From the entries that follow, extract each line holding the string "None".

┌──

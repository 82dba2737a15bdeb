use clap::{Parser, ValueEnum};
use serde::{Deserialize, Serialize};
use std::path::PathBuf;

use crate::draft::DraftUpdate;

#[derive(ValueEnum, Clone, Copy, Debug, Default, PartialEq, Eq, Serialize, Deserialize)]
#[serde(rename_all = "lowercase")]
pub enum ProviderKind {
    #[default]
    #[value(alias = "google")]
    Gemini,
    #[value(name = "openai", alias = "open-ai")]
    OpenAI,
    Ollama,
}

impl ProviderKind {
    pub fn as_str(&self) -> &'static str {
        match self {
            ProviderKind::Gemini => "gemini",
            ProviderKind::OpenAI => "openai",
            ProviderKind::Ollama => "ollama",
        }
    }

    pub fn default_model(&self) -> &'static str {
        match self {
            ProviderKind::Gemini => "gemini-2.5-flash",
            ProviderKind::OpenAI => "gpt-4.1-mini",
            ProviderKind::Ollama => "llama3.1",
        }
    }

    pub fn default_api_base(&self) -> &'static str {
        match self {
            ProviderKind::Gemini => "https://generativelanguage.googleapis.com",
            ProviderKind::OpenAI => "https://api.openai.com",
            ProviderKind::Ollama => "http://localhost:11434",
        }
    }

    /// Environment variables searched, in order, for the API key.
    /// Empty when the provider needs no credential.
    pub fn credential_vars(&self) -> &'static [&'static str] {
        match self {
            ProviderKind::Gemini => &["GEMINI_API_KEY", "API_KEY"],
            ProviderKind::OpenAI => &["OPENAI_API_KEY"],
            ProviderKind::Ollama => &[],
        }
    }
}

#[derive(Parser, Debug, Default)]
#[command(name = "promptgen", version, about = "Craft high-performance AI prompts with the 4-D method: Deconstruct, Diagnose, Develop, Deliver")]
pub struct Args {
    /// TOML config file; flags given here override its values
    #[arg(long)]
    pub config: Option<PathBuf>,

    #[arg(long, value_enum)]
    pub provider: Option<ProviderKind>,

    #[arg(long)]
    pub model: Option<String>,

    #[arg(long)]
    pub api_base: Option<String>,

    /// Read the API key from this environment variable instead of the provider default
    #[arg(long)]
    pub api_key_env: Option<String>,

    #[arg(long)]
    pub timeout_secs: Option<u64>,

    #[arg(long)]
    pub temperature: Option<f32>,

    /// Your initial prompt (optional)
    #[arg(long)]
    pub raw_prompt: Option<String>,

    /// What is the main goal?
    #[arg(long)]
    pub core_task: Option<String>,

    /// What data will the AI use?
    #[arg(long)]
    pub inputs: Option<String>,

    /// What should the result look like?
    #[arg(long)]
    pub output: Option<String>,

    /// Critical features and constraints
    #[arg(long)]
    pub features: Option<String>,

    /// Run every step without asking and print the final prompt
    #[arg(long, default_value_t = false)]
    pub auto_approve: bool,

    /// Write the final prompt to this file when it is delivered
    #[arg(long)]
    pub out: Option<PathBuf>,

    /// Record every generation exchange under this directory
    #[arg(long)]
    pub save_dir: Option<PathBuf>,

    #[arg(long, default_value_t = false)]
    pub no_progress: bool,

    #[arg(long, default_value_t = false)]
    pub debug: bool,
}

impl Args {
    pub fn draft_update(&self) -> DraftUpdate {
        DraftUpdate {
            raw_prompt: self.raw_prompt.clone(),
            core_task: self.core_task.clone(),
            inputs: self.inputs.clone(),
            output: self.output.clone(),
            features: self.features.clone(),
        }
    }
}
#[cfg(test)]
mod tests {
    use super::*;
    use crate::clipboard::MemoryClipboard;
    use crate::generation::{GenerationClient, DEVELOP_FAILED, DIAGNOSE_FAILED};
    use crate::provider::scripted::ScriptedProvider;
    use pretty_assertions::assert_eq;
    use std::io::Cursor;
    use std::sync::Arc;

    type TestSession = Session<Cursor<String>, Vec<u8>, MemoryClipboard>;

    fn session(provider: &Arc<ScriptedProvider>, input: &str) -> TestSession {
        colored::control::set_override(false);
        let controller = WizardController::new(GenerationClient::new(provider.clone()));
        Session::new(controller, Cursor::new(input.to_string()), Vec::new(), MemoryClipboard::default())
    }

    fn output(s: &TestSession) -> String {
        String::from_utf8(s.out.clone()).unwrap()
    }

    // raw prompt, core task, output, inputs, features
    const FORM: &str = "\nSummarize an article\n3 bullet points\n\n\n";

    #[tokio::test]
    async fn end_to_end_copy_delivers_exact_text() {
        let provider = ScriptedProvider::new()
            .reply("- Add length constraint")
            .reply("**Role**...**Task**...")
            .shared();
        let mut s = session(&provider, &format!("{FORM}n\nn\nc\nq\n"));
        s.run().await.unwrap();

        assert_eq!(provider.calls(), 2);
        assert!(provider.instructions()[1].contains("- Add length constraint"));
        assert_eq!(s.clipboard.copied, vec!["**Role**...**Task**...".to_string()]);

        let out = output(&s);
        assert!(out.contains("Suggested Improvements"));
        assert!(out.contains("\n**Role**...**Task**...\n"));
        assert!(out.contains("Copied!"));
    }

    #[tokio::test]
    async fn form_repeats_until_required_fields_are_set() {
        let provider = ScriptedProvider::new().reply("- tip").shared();
        let input = "\n\n3 bullet points\n\n\n\nSummarize an article\n\n\n\nq\n";
        let mut s = session(&provider, input);
        s.run().await.unwrap();

        let out = output(&s);
        assert!(out.contains("Required: Core Task"));
        assert!(out.contains("current: 3 bullet points"));
        assert_eq!(s.controller.step(), Step::Diagnose);
        assert_eq!(provider.calls(), 1);
    }

    #[tokio::test]
    async fn dash_clears_a_field() {
        let provider = ScriptedProvider::new().shared();
        let mut s = session(&provider, "\n\n\n-\n\n");
        s.controller.update_draft(DraftUpdate::field(Field::Inputs, "an article"));
        s.deconstruct().await.unwrap();
        assert!(output(&s).contains("current: an article"));
        assert_eq!(s.controller.state().draft().inputs, "");
    }

    #[tokio::test]
    async fn diagnose_failure_shows_error_then_retry_recovers() {
        let provider = ScriptedProvider::new()
            .fail("API key not valid")
            .reply("- Add length constraint")
            .shared();
        let mut s = session(&provider, &format!("{FORM}n\nr\nq\n"));
        s.run().await.unwrap();

        let out = output(&s);
        assert!(out.contains(DIAGNOSE_FAILED));
        assert!(out.contains("[r] Try again"));
        assert!(out.contains("Not ready to continue yet."));
        assert!(!out.contains("API key not valid"));
        assert_eq!(s.controller.state().improvements(), Some("- Add length constraint"));
        assert_eq!(provider.calls(), 2);
    }

    #[tokio::test]
    async fn develop_edit_replaces_final_prompt() {
        let provider = ScriptedProvider::new()
            .reply("- tip")
            .reply("**Role** draft")
            .shared();
        let input = format!("{FORM}n\ne\n**Role** edited\nline two\n.\nn\nq\n");
        let mut s = session(&provider, &input);
        s.run().await.unwrap();

        assert_eq!(s.controller.step(), Step::Deliver);
        assert_eq!(s.controller.state().final_prompt(), Some("**Role** edited\nline two"));
        assert!(output(&s).contains("\n**Role** edited\nline two\n"));
    }

    #[tokio::test]
    async fn develop_failure_keeps_user_on_step() {
        let provider = ScriptedProvider::new().reply("- tip").fail("503").shared();
        let mut s = session(&provider, &format!("{FORM}n\nn\nq\n"));
        s.run().await.unwrap();

        assert!(output(&s).contains(DEVELOP_FAILED));
        assert_eq!(s.controller.step(), Step::Develop);
    }

    #[tokio::test]
    async fn clipboard_failure_does_not_end_session() {
        let provider = ScriptedProvider::new().reply("- tip").reply("**Role**").shared();
        let mut s = session(&provider, &format!("{FORM}n\nn\nc\ns\n"));
        s.clipboard.fail = true;
        s.run().await.unwrap();

        let out = output(&s);
        assert!(out.contains("Could not copy to clipboard: no display"));
        assert_eq!(s.controller.step(), Step::Deconstruct);
        assert_eq!(s.controller.state().final_prompt(), None);
    }

    #[tokio::test]
    async fn end_of_input_quits_cleanly() {
        let provider = ScriptedProvider::new().shared();
        let mut s = session(&provider, "only one line\n");
        s.run().await.unwrap();
        assert_eq!(provider.calls(), 0);
    }

    #[tokio::test]
    async fn out_file_is_written_on_delivery() {
        let dir = tempfile::tempdir().unwrap();
        let path = dir.path().join("prompt.md");
        let provider = ScriptedProvider::new().reply("- tip").reply("**Role**...").shared();
        let mut s = session(&provider, &format!("{FORM}n\nn\nq\n")).with_out_file(Some(path.clone()));
        s.run().await.unwrap();
        assert_eq!(fs::read_to_string(&path).unwrap(), "**Role**...");
    }

    #[tokio::test]
    async fn out_file_failure_is_reported_and_session_continues() {
        let dir = tempfile::tempdir().unwrap();
        let path = dir.path().join("missing").join("prompt.md");
        let provider = ScriptedProvider::new().reply("- tip").reply("**Role**...").shared();
        let mut s = session(&provider, &format!("{FORM}n\nn\nc\nq\n")).with_out_file(Some(path.clone()));
        s.run().await.unwrap();

        let out = output(&s);
        assert!(out.contains("Could not save the prompt"));
        assert!(!path.exists());
        assert_eq!(s.clipboard.copied, vec!["**Role**...".to_string()]);
    }

    #[tokio::test]
    async fn unattended_runs_to_deliver() {
        let provider = ScriptedProvider::new()
            .reply("- Add length constraint")
            .reply("**Role**...**Task**...")
            .shared();
        let mut c = WizardController::new(GenerationClient::new(provider.clone()));
        c.update_draft(DraftUpdate {
            core_task: Some("Summarize an article".into()),
            output: Some("3 bullet points".into()),
            ..Default::default()
        });
        assert_eq!(run_unattended(&mut c).await.unwrap(), "**Role**...**Task**...");
        assert_eq!(provider.calls(), 2);
    }

    #[tokio::test]
    async fn unattended_reports_missing_fields_and_failures() {
        let provider = ScriptedProvider::new().fail("boom").shared();
        let mut c = WizardController::new(GenerationClient::new(provider.clone()));
        let err = run_unattended(&mut c).await.unwrap_err();
        assert_eq!(err.to_string(), "missing required fields: Core Task, Desired Output");

        c.update_draft(DraftUpdate {
            core_task: Some("t".into()),
            output: Some("o".into()),
            ..Default::default()
        });
        let err = run_unattended(&mut c).await.unwrap_err();
        assert_eq!(err.to_string(), format!("Diagnose failed: {DIAGNOSE_FAILED}"));
    }

    #[test]
    fn parses_actions() {
        assert_eq!(Action::parse(" N "), Some(Action::Next));
        assert_eq!(Action::parse("start over"), Some(Action::StartOver));
        assert_eq!(Action::parse("x"), None);
    }
}
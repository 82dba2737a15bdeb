use thiserror::Error;

/// Failure of a generation call as the user sees it. The underlying transport
/// or provider error is logged where it happens and never carried here.
#[derive(Error, Debug, Clone, PartialEq, Eq)]
#[error("{message}")]
pub struct GenerationError {
    pub message: String,
}

impl GenerationError {
    pub fn new(message: impl Into<String>) -> Self {
        Self { message: message.into() }
    }
}

#[derive(Error, Debug)]
pub enum ConfigError {
    #[error("missing credential for the {provider} provider: set {vars}")] MissingCredential { provider: String, vars: String },
    #[error("cannot read config {path}: {reason}")] Read { path: String, reason: String },
    #[error("invalid config {path}: {reason}")] Parse { path: String, reason: String },
}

└──

Response to this exercise:
        assert_eq!(s.controller.state().final_prompt(), None);
        assert_eq!(Action::parse("x"), None);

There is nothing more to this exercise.